EXERCISE.
Reproduce the listing below without any change.

EXTRACTED MATERIAL.
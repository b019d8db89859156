//! Topics and users endpoint behaviour over the seeded store.

use actix_web::body::MessageBody;
use actix_web::dev::{Service, ServiceResponse};
use actix_web::http::StatusCode;
use actix_web::{test, web, App};
use serde_json::Value;

use backend::inbound::http::configure;
use backend::inbound::http::state::HttpState;
use backend::test_support::{empty_state, seeded_state};

async fn app_over(
    state: HttpState,
) -> impl Service<
    actix_http::Request,
    Response = ServiceResponse<impl MessageBody>,
    Error = actix_web::Error,
> {
    test::init_service(
        App::new()
            .app_data(web::Data::new(state))
            .configure(configure),
    )
    .await
}

#[actix_web::test]
async fn topics_listing_returns_every_topic() {
    let app = app_over(seeded_state()).await;
    let req = test::TestRequest::get().uri("/api/topics").to_request();
    let res = test::call_service(&app, req).await;
    assert_eq!(res.status(), StatusCode::OK);
    let body: Value = test::read_body_json(res).await;
    let topics = body["topics"].as_array().expect("topics array");
    assert_eq!(topics.len(), 3);
    assert!(topics
        .iter()
        .all(|topic| topic["slug"].is_string() && topic["description"].is_string()));
}

#[actix_web::test]
async fn topics_listing_over_an_empty_store_is_an_empty_array() {
    let app = app_over(empty_state()).await;
    let req = test::TestRequest::get().uri("/api/topics").to_request();
    let res = test::call_service(&app, req).await;
    assert_eq!(res.status(), StatusCode::OK);
    let body: Value = test::read_body_json(res).await;
    assert_eq!(body["topics"], serde_json::json!([]));
}

#[actix_web::test]
async fn user_fetch_returns_the_full_record() {
    let app = app_over(seeded_state()).await;
    let req = test::TestRequest::get()
        .uri("/api/users/paper_crane")
        .to_request();
    let res = test::call_service(&app, req).await;
    assert_eq!(res.status(), StatusCode::OK);
    let body: Value = test::read_body_json(res).await;
    assert_eq!(body["user"]["username"], "paper_crane");
    assert_eq!(body["user"]["name"], "Ines Kovac");
    assert!(body["user"]["avatar_url"]
        .as_str()
        .expect("avatar url")
        .starts_with("https://"));
}

#[actix_web::test]
async fn user_miss_gets_the_entity_specific_404() {
    let app = app_over(seeded_state()).await;
    let req = test::TestRequest::get()
        .uri("/api/users/not-a-yuser")
        .to_request();
    let res = test::call_service(&app, req).await;
    assert_eq!(res.status(), StatusCode::NOT_FOUND);
    let body: Value = test::read_body_json(res).await;
    assert_eq!(body["status"], 404);
    assert_eq!(body["msg"], "User does not exist");
}
//! Fallback handlers for unknown routes and unsupported methods.
//!
//! A path that matches no route is a 404 with its own message, distinct from
//! the entity-specific misses. A known path hit with an unsupported method is
//! a 405 — wired per resource, since the router's built-in method fallback
//! answers with an empty body.

use actix_web::http::StatusCode;
use actix_web::HttpResponse;

use super::error::render;

/// Answer for any path outside the route table.
pub async fn route_not_found() -> HttpResponse {
    render(StatusCode::NOT_FOUND, "This route does not exist")
}

/// Answer for a known resource hit with a method it does not serve.
pub async fn method_not_allowed() -> HttpResponse {
    render(StatusCode::METHOD_NOT_ALLOWED, "Method not allowed")
}

#[cfg(test)]
mod tests {
    use super::*;

    #[actix_web::test]
    async fn unknown_route_body_is_distinct_from_entity_misses() {
        let response = route_not_found().await;
        assert_eq!(response.status(), StatusCode::NOT_FOUND);
        let body = actix_web::body::to_bytes(response.into_body())
            .await
            .expect("body bytes");
        let value: serde_json::Value = serde_json::from_slice(&body).expect("json");
        assert_eq!(value["msg"], "This route does not exist");
    }

    #[actix_web::test]
    async fn method_fallback_carries_the_uniform_body() {
        let response = method_not_allowed().await;
        assert_eq!(response.status(), StatusCode::METHOD_NOT_ALLOWED);
        let body = actix_web::body::to_bytes(response.into_body())
            .await
            .expect("body bytes");
        let value: serde_json::Value = serde_json::from_slice(&body).expect("json");
        assert_eq!(value["status"], 405);
        assert_eq!(value["msg"], "Method not allowed");
    }
}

REPLY.
repository b019d8db89859156
//! Topics and users endpoint behaviour over the seeded store.

use actix_web::body::MessageBody;
use actix_web::dev::{Service, ServiceResponse};
use actix_web::http::StatusCode;
use actix_web::{test, web, App};
use serde_json::Value;

use backend::inbound::http::configure;
use backend::inbound::http::state::HttpState;
use backend::test_support::{empty_state, seeded_state};

async fn app_over(
    state: HttpState,
) -> impl Service<
    actix_http::Request,
    Response = ServiceResponse<impl MessageBody>,
    Error = actix_web::Error,
> {
    test::init_service(
        App::new()
            .app_data(web::Data::new(state))
            .configure(configure),
    )
    .await
}

#[actix_web::test]
async fn topics_listing_returns_every_topic() {
    let app = app_over(seeded_state()).await;
    let req = test::TestRequest::get().uri("/api/topics").to_request();
    let res = test::call_service(&app, req).await;
    assert_eq!(res.status(), StatusCode::OK);
    let body: Value = test::read_body_json(res).await;
    let topics = body["topics"].as_array().expect("topics array");
    assert_eq!(topics.len(), 3);
    assert!(topics
        .iter()
        .all(|topic| topic["slug"].is_string() && topic["description"].is_string()));
}

#[actix_web::test]
async fn topics_listing_over_an_empty_store_is_an_empty_array() {
    let app = app_over(empty_state()).await;
    let req = test::TestRequest::get().uri("/api/topics").to_request();
    let res = test::call_service(&app, req).await;
    assert_eq!(res.status(), StatusCode::OK);
    let body: Value = test::read_body_json(res).await;
    assert_eq!(body["topics"], serde_json::json!([]));
}

#[actix_web::test]
async fn user_fetch_returns_the_full_record() {
    let app = app_over(seeded_state()).await;
    let req = test::TestRequest::get()
        .uri("/api/users/paper_crane")
        .to_request();
    let res = test::call_service(&app, req).await;
    assert_eq!(res.status(), StatusCode::OK);
    let body: Value = test::read_body_json(res).await;
    assert_eq!(body["user"]["username"], "paper_crane");
    assert_eq!(body["user"]["name"], "Ines Kovac");
    assert!(body["user"]["avatar_url"]
        .as_str()
        .expect("avatar url")
        .starts_with("https://"));
}

#[actix_web::test]
async fn user_miss_gets_the_entity_specific_404() {
    let app = app_over(seeded_state()).await;
    let req = test::TestRequest::get()
        .uri("/api/users/not-a-yuser")
        .to_request();
    let res = test::call_service(&app, req).await;
    assert_eq!(res.status(), StatusCode::NOT_FOUND);
    let body: Value = test::read_body_json(res).await;
    assert_eq!(body["status"], 404);
    assert_eq!(body["msg"], "User does not exist");
}
//! Fallback handlers for unknown routes and unsupported methods.
//!
//! A path that matches no route is a 404 with its own message, distinct from
//! the entity-specific misses. A known path hit with an unsupported method is
//! a 405 — wired per resource, since the router's built-in method fallback
//! answers with an empty body.

use actix_web::http::StatusCode;
use actix_web::HttpResponse;

use super::error::render;

/// Answer for any path outside the route table.
pub async fn route_not_found() -> HttpResponse {
    render(StatusCode::NOT_FOUND, "This route does not exist")
}

/// Answer for a known resource hit with a method it does not serve.
pub async fn method_not_allowed() -> HttpResponse {
    render(StatusCode::METHOD_NOT_ALLOWED, "Method not allowed")
}

#[cfg(test)]
mod tests {
    use super::*;

    #[actix_web::test]
    async fn unknown_route_body_is_distinct_from_entity_misses() {
        let response = route_not_found().await;
        assert_eq!(response.status(), StatusCode::NOT_FOUND);
        let body = actix_web::body::to_bytes(response.into_body())
            .await
            .expect("body bytes");
        let value: serde_json::Value = serde_json::from_slice(&body).expect("json");
        assert_eq!(value["msg"], "This route does not exist");
    }

    #[actix_web::test]
    async fn method_fallback_carries_the_uniform_body() {
        let response = method_not_allowed().await;
        assert_eq!(response.status(), StatusCode::METHOD_NOT_ALLOWED);
        let body = actix_web::body::to_bytes(response.into_body())
            .await
            .expect("body bytes");
        let value: serde_json::Value = serde_json::from_slice(&body).expect("json");
        assert_eq!(value["status"], 405);
        assert_eq!(value["msg"], "Method not allowed");
    }
}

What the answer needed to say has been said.